Moscú se opone a la promoción de la democracia y de las denominadas “revoluciones de colores”, al considerarlas golpes de Estado promovidos por Occidente. Utiliza acciones militares o paramilitares agresivas (en Georgia, Ucrania y Siria), y operaciones de inteligencia –a veces denominadas guerra hibrida o ambigua contra Estados Unidos y sus aliados–, como complemento de una política exterior profundamente nacionalista.

 

El 18 de marzo, Putin fue reelecto hasta 2024, con 77% de los votos registrados, después de ostentar por 18 años el poder real. No es, por lo tanto, otro Presidente. Es sólo un zar del Siglo XXI de un país económicamente débil y muy dependiente de los precios de la energía, como lo es también su agenda política.

 

Al mismo tiempo, China es la segunda economía mundial y la primer trader del planeta, algo que la aquilata como una de las bases del desarrollo y del crecimiento mundial, además de una gran potencia regional en Asia y en el Pacífico. Su presidente, Xi Jinping, tiene más poder que sus antecesores y es el líder que más rápidamente se consolidó desde Deng Xiaoping.

 

El mandatario chino transformó un liderazgo que incluye también instituciones colectivas, en una conducción unipersonal y autoritaria del Gobierno, que se consolidó totalmente en ocasión del Décimo noveno Congreso del Partido (2017). Tanto Estados Unidos como China exhiben un interés común y conjunto en el crecimiento de sus economías, en la participación en la gobernanza mundial y en el éxito del programa de reformas económicas de China, donde Washington busca una mayor apertura para sus empresas, inversores y productos. Paralelamente, considera a este país como un desafío importante, donde las opciones que tiene son: contenerla y confrontarla, en el marco de una rivalidad estratégica, o cooperar globalmente y limitar sus acciones regionales. Ambas potencias exhiben ventajas e inconvenientes en esta compleja relación.

 

Sin embargo, hay problemas prioritarios que hacen necesario algún tipo de entendimiento entre las tres potencias: se refieren a Irán y a Corea del Norte.
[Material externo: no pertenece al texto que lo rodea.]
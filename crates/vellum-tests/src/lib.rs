//! # vellum-tests
//!
//! Cross-crate tests for the vellum ledger-extension engine.
//!
//! This crate provides:
//! - A harness opening a temporary store behind a ready-to-use extender
//! - Generators for committed transactions and their substate changes
//! - Scenario tests for the full batch pipeline and each processor
//! - Property-based tests for the engine's core invariants

pub mod generators;
pub mod harness;

#[cfg(test)]
mod extension_tests;


#[cfg(test)]
mod supply_tests;



pub use generators::*;
pub use harness::*;
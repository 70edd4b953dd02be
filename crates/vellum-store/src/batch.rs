//! Write batch for atomic multi-table operations.
//!
//! One ledger batch stages every row it produces into a single `WriteBatch`;
//! the one `Store::write_batch` call at the end is the all-or-nothing commit
//! boundary.

use crate::database::Table;

/// A single operation in a write batch.
#[derive(Debug, Clone)]
pub struct BatchOperation {
    /// Target table.
    pub table: Table,
    /// Key to operate on.
    pub key: Vec<u8>,
    /// Operation kind.
    pub kind: OperationKind,
}

/// The kind of batch operation.
#[derive(Debug, Clone)]
pub enum OperationKind {
    /// Put a key-value pair.
    Put { value: Vec<u8> },
    /// Delete a key.
    Delete,
}

/// A batch of write operations applied atomically.
#[derive(Debug, Clone, Default)]
pub struct WriteBatch {
    /// Operations in order.
    pub operations: Vec<BatchOperation>,
}

impl WriteBatch {
    /// Create a new empty write batch.
    pub fn new() -> Self {
        Self {
            operations: Vec::new(),
        }
    }

    /// Add a put operation.
    pub fn put(&mut self, table: Table, key: impl Into<Vec<u8>>, value: impl Into<Vec<u8>>) {
        self.operations.push(BatchOperation {
            table,
            key: key.into(),
            kind: OperationKind::Put {
                value: value.into(),
            },
        });
    }

    /// Add a delete operation.
    pub fn delete(&mut self, table: Table, key: impl Into<Vec<u8>>) {
        self.operations.push(BatchOperation {
            table,
            key: key.into(),
            kind: OperationKind::Delete,
        });
    }

    /// Number of operations in the batch.
    pub fn len(&self) -> usize {
        self.operations.len()
    }

    /// Check if the batch is empty.
    pub fn is_empty(&self) -> bool {
        self.operations.is_empty()
    }
}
Si bien la decisión de Trump de retirarse del Acuerdo Nuclear con Irán era previsible, teniendo en cuenta los argumentos de que sus disposiciones sirvieron de poco para limitar su capacidad nuclear, no restringió sus actividades misilísticas ni sus acciones en Medio Oriente, el quiebre de ese pacto referencial no fue una gran idea. Además, la Unión Europea expone intereses divergentes con Washington y trata de buscar una alternativa dialoguista bajo la premisa de que si todo ello no encuentra un entendimiento para llevar adelante un régimen de sanciones efectivas, siempre puede resultar indispensable el acuerdo de los miembros permanentes del Consejo de Seguridad, que también incluyen a Rusia y China.

 

El 21 de mayo, el secretario de Estado norteamericano, Mike Pompeo presentó una nueva estrategia para contener a Irán, que consiste en una lista de acciones maximalistas que no tienen posibilidades prácticas de concretarse, o de generar algún tipo de negociación alternativa si no se consigue un fuerte apoyo multilateral para alguna de las pretensiones de sus autores. El 23 de mayo, Trump comentó que su reunión con el líder de Corea del Norte, Kim Jong-Un, planeada para el 12 de junio en Singapur, no se podrá realizar bajo las condiciones actuales. Esto se debe a las dudas que existen en Washington, acerca de la intención de Pyongyang de aceptar una desnuclearización irreversible, completa y verificable. Alcanzar semejante objetivo dependería de una serie de garantías y contrapartidas económicas que deberían otorgarse a Kim, las que requieren intervenciones específicas de Xi Jinping.